*** Material to process ***
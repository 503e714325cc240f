//! Read-only child overlays retained by sealed container nodes.
//!
//! A builder collects its edits in a `HashMap`. On seal the map is compacted
//! into the cheapest form for lookups: nothing at all, a short inline slice
//! scanned linearly, or a hash map shrunk to fit. Once compacted the overlay
//! can no longer be mutated; a later builder starts from a copy.

use crate::data::NodeData;
use crate::node::TreeNode;
use std::collections::HashMap;

pub(crate) enum ChildMap<D: NodeData> {
    Empty,
    /// Unordered; lookups scan every entry.
    Inline(Box<[(D::Key, TreeNode<D>)]>),
    Hashed(HashMap<D::Key, TreeNode<D>>),
}

impl<D: NodeData> ChildMap<D> {
    /// Compact a builder overlay. Overlays of at most `inline_limit` entries
    /// are stored inline.
    pub(crate) fn compact(mut overlay: HashMap<D::Key, TreeNode<D>>, inline_limit: usize) -> Self {
        if overlay.is_empty() {
            ChildMap::Empty
        } else if overlay.len() <= inline_limit {
            ChildMap::Inline(overlay.into_iter().collect())
        } else {
            overlay.shrink_to_fit();
            ChildMap::Hashed(overlay)
        }
    }

    pub(crate) fn get(&self, key: &D::Key) -> Option<&TreeNode<D>> {
        match self {
            ChildMap::Empty => None,
            ChildMap::Inline(entries) => entries
                .iter()
                .find(|(candidate, _)| candidate == key)
                .map(|(_, child)| child),
            ChildMap::Hashed(map) => map.get(key),
        }
    }

    pub(crate) fn len(&self) -> usize {
        match self {
            ChildMap::Empty => 0,
            ChildMap::Inline(entries) => entries.len(),
            ChildMap::Hashed(map) => map.len(),
        }
    }

    /// A mutable copy for a new builder. Children are shared, not cloned deeply.
    pub(crate) fn to_overlay(&self) -> HashMap<D::Key, TreeNode<D>> {
        match self {
            ChildMap::Empty => HashMap::new(),
            ChildMap::Inline(entries) => entries.iter().cloned().collect(),
            ChildMap::Hashed(map) => map.clone(),
        }
    }

    #[cfg(test)]
    fn is_inline(&self) -> bool {
        matches!(self, ChildMap::Inline(_))
    }
}

#[cfg(test)]
mod tests {
    use super::*;
    use crate::datum::{Datum, PathArg};
    use canopy_version::Version;
    use std::sync::Arc;

    fn overlay(n: usize) -> HashMap<PathArg, TreeNode<Datum>> {
        let v = Version::initial();
        (0..n)
            .map(|i| {
                (
                    PathArg::Name(format!("k{}", i)),
                    TreeNode::of(Arc::new(Datum::scalar(i)), v.clone()),
                )
            })
            .collect()
    }

    #[test]
    fn test_compact_empty() {
        let map = ChildMap::compact(overlay(0), 4);
        assert!(matches!(map, ChildMap::Empty));
        assert_eq!(map.len(), 0);
        assert!(map.get(&PathArg::name("k0")).is_none());
    }

    #[test]
    fn test_compact_inline() {
        let map = ChildMap::compact(overlay(3), 4);
        assert!(map.is_inline());
        assert_eq!(map.len(), 3);
        let child = map.get(&PathArg::name("k2")).unwrap();
        assert_eq!(child.data().as_scalar(), Some(&serde_json::json!(2)));
        assert!(map.get(&PathArg::name("k3")).is_none());
    }

    #[test]
    fn test_compact_hashed() {
        let map = ChildMap::compact(overlay(10), 4);
        assert!(matches!(map, ChildMap::Hashed(_)));
        assert_eq!(map.len(), 10);
        assert!(map.get(&PathArg::name("k9")).is_some());
    }

    #[test]
    fn test_to_overlay_shares_children() {
        let map = ChildMap::compact(overlay(2), 4);
        let copy = map.to_overlay();
        assert_eq!(copy.len(), 2);

        let key = PathArg::name("k1");
        assert!(TreeNode::same_node(&copy[&key], map.get(&key).unwrap()));
    }
}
*** End of Material to process ***
*Instructions for the task:* Whenever the string "cloned" turns up in a line above, copy that line out.

*Written answer:*
    /// A mutable copy for a new builder. Children are shared, not cloned deeply.
            ChildMap::Inline(entries) => entries.iter().cloned().collect(),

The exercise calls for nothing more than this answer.